The water was cold and clear, flashing with minnows.

Da-Xia and Atta went wading in the shallow water, each with an arm wrapped around Han, who moved between them like a sleepwalker. Thandi and Elián competed at skipping stones.

I sat on the horizontal branch of a cottonwood tree that overhung the water, and watched myself in the bright surface, my reflection distorted and continually washing away.

It was a good day. It was beautiful.

In due course Elián lost his skipping stone contest—because no one beats Thandi at anything—and came and stood before me. The current eddied around his shins, lapping the bottom of his rolled-up camouflage. He put his hands on my knees and cocked his head to look up at me. “That night in the garden,” he said, and then stopped. He squeezed my knees and looked bewildered. “I kissed you,” he said. “I woulda sworn—I could have sworn you were kissing me too.”

A twist and flush started at my belly button and crept both up and down. “I was. I did.”

“But—” He let go of one of my knees and ran his hand up the back of his head, against the grain of his once-again floppy hair. (Talis did that too.) “You don’t love me.”

“Oh, Elián.” It was not that simple. Not nearly. “I—I’m sixteen years old. And I’ve been asleep my whole life.” I tilted forward on the branch—so far that I would have fallen if he hadn’t reached up to brace me. But he did brace me, and I had known that he would. I trusted him, and—I loved him?

I looked past him to where Atta and Xie had their arms around Han, their hands joined at the small of his back. Then I leaned forward, and kissed Elián on the mouth. It was soft and slow, neither of us pushing the other, both taking warmth and comfort, if not the more that he wanted. “You woke me up, Elián Palnik.”

“Like Sleeping Beauty,” he said, with a rough, sad smile. “My princess.”

It was not really what I had meant—it was his scream that had awakened me, not his kiss—but I let him have the interpretation.
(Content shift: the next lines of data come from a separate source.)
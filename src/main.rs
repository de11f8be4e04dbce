use std::process::ExitCode;

use clap::Parser;
use medidiag_lib::config::ClientConfig;

#[derive(Parser)]
#[command(name = "medidiag")]
#[command(version, about = "Terminal client for the MediDiag AI diagnosis service")]
struct Cli {
    /// Backend origin, e.g. http://localhost:8001 (overrides MEDIDIAG_BACKEND_URL)
    #[arg(long)]
    backend_url: Option<String>,
    /// Log filter used when RUST_LOG is unset
    #[arg(long)]
    log_filter: Option<String>,
    /// Use an in-memory backend instead of the network
    #[arg(long)]
    offline: bool,
}

#[tokio::main]
async fn main() -> ExitCode {
    dotenvy::dotenv().ok();
    let cli = Cli::parse();
    medidiag_lib::init_tracing(cli.log_filter.as_deref());

    let mut config = ClientConfig::from_env();
    if let Some(url) = cli.backend_url {
        config = config.with_backend_url(&url);
    }

    match medidiag_lib::run(config, cli.offline).await {
        Ok(()) => ExitCode::SUCCESS,
        Err(err) => {
            tracing::error!(error = %err, "Exiting");
            eprintln!("medidiag: {err}");
            ExitCode::FAILURE
        }
    }
}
Why not? And the kiss had helped. “You woke me up,” I said again.

“And you saved me,” he answered.

I kissed him again, and he pulled me even farther forward, until he’d pulled me from the branch and I was in his arms, held in his arms as if he were a prince in a storybook—held in his arms as I had been the night on the shock ship, when I’d been damaged and terrified. But now I felt only . . . held. Treasured. Safe. Still.

So naturally, Elián Palnik—forever bad with stillness—chose that moment to dunk me into the river.